Bible Commentary

Acts 7:44-53

The Pulpit Commentary on Acts 7:44-53

The Pulpit Commentary · Joseph S. Exell and contributors · Public domain

Lessons of sacred history.

I. THE SACRED PLACES OF ISRAEL.

1. The tabernacle. It was the tent of witness or of attestation; otherwise the "tabernacle of the assembly," or of the congregation. It was the visible center of Israel's natural and spiritual life, the hearth and home of the people and the altar of God. He met with them to declare his will, to make known his laws, and they with one another as a community having a common weal. Religion is the true foundation of society. She is the" oldest and holiest tradition of the earth." When a house of God is erected in the wilds of Australia or of America, a center of civilization is fixed. It is the earthly representation of a heavenly reality. Moses made the tabernacle after a Divine archetype or model given to him.

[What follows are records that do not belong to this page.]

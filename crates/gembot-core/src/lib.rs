pub mod config;
pub mod error;

pub use config::GembotConfig;
pub use error::{GembotError, Result};
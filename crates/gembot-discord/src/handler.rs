use std::sync::{Arc, OnceLock};

use serenity::async_trait;
use serenity::model::channel::Message;
use serenity::model::gateway::Ready;
use serenity::model::id::UserId;
use serenity::prelude::{Context, EventHandler};
use tracing::{debug, info};

use gembot_agent::{IncomingMessage, ResponsePipeline};

use crate::surface::DiscordSurface;

/// Serenity event handler wired to the response pipeline.
pub struct DiscordHandler {
    pub pipeline: Arc<ResponsePipeline>,
    pub bot_id: OnceLock<UserId>,
}

#[async_trait]
impl EventHandler for DiscordHandler {
    async fn ready(&self, _ctx: Context, ready: Ready) {
        self.bot_id.set(ready.user.id).ok();
        info!(name = %ready.user.name, id = %ready.user.id, "logged in as {}", ready.user.name);
    }

    async fn message(&self, ctx: Context, msg: Message) {
        let bot_id = match self.bot_id.get() {
            Some(id) => *id,
            None => ctx.cache.current_user().id,
        };

        let incoming = to_incoming(&msg, bot_id);
        debug!(
            channel_id = incoming.channel_id,
            author = %incoming.author_name,
            direct = incoming.is_direct,
            mentioned = incoming.mentions_self,
            "message received"
        );

        let surface = DiscordSurface::new(Arc::clone(&ctx.http), msg.channel_id, msg.id);
        let pipeline = Arc::clone(&self.pipeline);

        tokio::spawn(async move {
            pipeline.handle_incoming_message(&incoming, &surface).await;
        });
    }
}

/// Map a serenity message onto the platform-neutral pipeline input.
fn to_incoming(msg: &Message, bot_id: UserId) -> IncomingMessage {
    IncomingMessage {
        channel_id: msg.channel_id.get(),
        author_id: msg.author.id.get(),
        author_name: msg.author.name.clone(),
        author_mention: mention_token(msg.author.id.get()),
        author_is_self: msg.author.id == bot_id,
        text: msg.content.clone(),
        is_direct: msg.guild_id.is_none(),
        // Direct user mentions only. `@everyone`, `@here` and role pings do
        // not count, unlike discord.py's `mentioned_in`.
        mentions_self: msg.mentions_user_id(bot_id),
        self_mention: mention_token(bot_id.get()),
    }
}

/// Discord's user mention syntax, e.g. `<@123456789>`.
fn mention_token(user_id: u64) -> String {
    format!("<@{user_id}>")
}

So worship on earth must ever aspire to and reflect the "life above," the risen life, the life of spiritual freedom and victory. God is ever saying to new societies, as to the new society in the desert, "Make me a house after the pattern you have seen;" that is, have a place and a recognition in your life for the holiest ideals, the most sacred purposes of life.

2. The temple. Both the tabernacle and the temple were designed and constructed after the analogy of human dwellings; the tabernacle was but a more richly furnished tent. As the wealth and power of the nation increased, it was fitting that this should be reflected in the greater magnificence of the house of God; and as they became settled in the Holy Land, that the tent of the nomad should give way to the palace of a King. The temple of Solomon represented in its magnificence the greatness of the victorious kingdom of David. The outward institutions of religion in a people should keep pace with its growth in material prosperity. It is miserable that the church should be worse furnished than the ordinary dwellings of the worshippers, or that the minister of religion should fare in poverty while he supplies their spiritual wants. A rich man can surely afford to contribute as much to the pastor's necessities as he pays in stipend to his cook. But there are higher truths. The tabernacle passed away; the temple, as Stephen had predicted, was to pass away; the spiritual verities eternally remain.

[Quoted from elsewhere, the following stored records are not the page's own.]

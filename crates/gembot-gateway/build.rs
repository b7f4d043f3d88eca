use std::process::Command;

fn main() {
    // Embed short git commit hash at compile time.
    let sha = Command::new("git")
        .args(["rev-parse", "--short", "HEAD"])
        .output()
        .ok()
        .filter(|o| o.status.success())
        .map(|o| String::from_utf8_lossy(&o.stdout).trim().to_string())
        .unwrap_or_else(|| "unknown".to_string());

    println!("cargo:rustc-env=GEMBOT_GIT_SHA={sha}");

    println!("cargo:rerun-if-changed=../../.git/HEAD");
    println!("cargo:rerun-if-changed=../../.git/refs/");
}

II. THE TRUE SACRED PLACE IS EVER THE SOUL OF MAN.

1. The dwelling of God in visible temples is a symbolic thought, the reality to which it points is his intercourse with the soul of man. This was the great truth of prophetic teaching. The prophets were themselves living illustrations of it. God dwelt in them, spake through them, breathed upon them, turned their hearts unto his shrine, communed with them face to face, as a man with his friend. "The true Shechinah is man," said a great Father of the Church.

2. It is the spiritual indwelling which is at the heart of all true religion. When it is once grasped, great consequences follow. The priest and the ritual and the fixed place are no longer necessary. Every one who has a truth from God, and feels that it must be spoken, is a prophet. New oracles may be opened at any moment, new witnesses may arise, the truth find a fresh utterance from unexpected lips. If this truth be not recognized, the sacred building becomes an empty shell, the priests mere mummers, the ritual a pantomime. To believe that God can care for splendid temples and ritual, for themselves, is imbecile superstition. To believe that he values all the expressions of living and loyal hearts is a part of rational piety. But at the highest point of religious intelligence it may be well asked, "What need of temple, when the walls of the world are that?"

3. The denial of the spiritual truth is the source of error, superstition, and crime. The earlier Jews killed the prophets, leaving posterity to find out their value and raise their monuments. Posterity did the like. The very men who waved the torch of truth more brightly in darkened ages, and those who had the best news to toll their times, were silenced and suppressed. The culmination of all was the betrayal and murder of Jesus. Such a story of miserable persecution and suicidal hatred of the good carries its deep and permanent warnings. How dishonest if we take occasion from this passage to form an idle opinion of the peculiar bigotry of the Jews! Was ever a corporation, a body with vested interests, or a Church, known to act otherwise towards the new truth and the new teacher? Has any great teacher in the Christian Church been received at first with welcome and owned as "sent from God"? Grudging toleration is the most he can expect. Only those who know that religion is an affair of the individual soul, not of the Church or the formal confession, will welcome him in whom religion now embodies itself, and through whom, in the decay of systems, God speaks with freshness and power to the world.—J.